→ Work to complete
When the string "collect" occurs in a line of the records, show that line.

○ ○ ○ ○ ○

pub mod models;
pub mod utils;
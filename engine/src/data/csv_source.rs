// File-backed OHLCV source for offline runs.
use async_trait::async_trait;
use csv::{ReaderBuilder, StringRecord};
use shared::models::TimeFrame;
use std::path::PathBuf;

use super::market_data::{OhlcvRow, OhlcvSource};
use crate::error::EngineError;

const COLUMNS: [&str; 6] = ["timestamp", "open", "high", "low", "close", "volume"];

/// Reads `<dir>/<BASE>_<QUOTE>.csv` for each pair.
// CSV Header: timestamp,open,high,low,close,volume
// Sample row: 1700000000000,37000.5,37100.0,36950.2,37050.1,12.75
pub struct CsvOhlcvSource {
    dir: PathBuf,
}

impl CsvOhlcvSource {
    pub fn new(dir: impl Into<PathBuf>) -> Self {
        CsvOhlcvSource { dir: dir.into() }
    }

    pub fn path_for(&self, pair: &str) -> PathBuf {
        self.dir.join(format!("{}.csv", pair.replace('/', "_")))
    }

    pub fn parse_rows(content: &str, since_ms: i64) -> Result<Vec<OhlcvRow>, EngineError> {
        let mut rdr = ReaderBuilder::new()
            .has_headers(true)
            .trim(csv::Trim::All)
            .from_reader(content.as_bytes());

        let headers = rdr.headers()?.clone();
        let positions = COLUMNS
            .iter()
            .map(|name| {
                headers
                    .iter()
                    .position(|header| header.eq_ignore_ascii_case(name))
                    .ok_or_else(|| EngineError::DataValidationError(format!("Missing '{}' column in CSV header", name)))
            })
            .collect::<Result<Vec<usize>, EngineError>>()?;

        let mut rows = Vec::new();
        for (idx, result) in rdr.records().enumerate() {
            let record = result?;
            let row = Self::parse_record(&record, &positions, idx + 2)?;
            if row[0] as i64 >= since_ms {
                rows.push(row);
            }
        }
        Ok(rows)
    }

    fn parse_record(record: &StringRecord, positions: &[usize], line: usize) -> Result<OhlcvRow, EngineError> {
        positions
            .iter()
            .zip(COLUMNS.iter())
            .map(|(&pos, name)| {
                let field = record.get(pos).ok_or_else(|| {
                    EngineError::DataValidationError(format!("Missing '{}' field at line {}", name, line))
                })?;
                field.parse::<f64>().map_err(|e| {
                    EngineError::DataValidationError(format!("Error parsing '{}' at line {}: {}", name, line, e))
                })
            })
            .collect()
    }
}

#[async_trait]
impl OhlcvSource for CsvOhlcvSource {
    async fn fetch_ohlcv(
        &self,
        pair: &str,
        _timeframe: TimeFrame,
        since_ms: i64,
    ) -> Result<Vec<OhlcvRow>, EngineError> {
        let path = self.path_for(pair);
        tracing::debug!(pair = %pair, path = %path.display(), "Reading replay candles");
        let content = tokio::fs::read_to_string(&path).await?;
        Self::parse_rows(&content, since_ms)
    }
}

○ ○ ○ ○ ○

→ Response to this exercise
            .collect::<Result<Vec<usize>, EngineError>>()?;
            .collect()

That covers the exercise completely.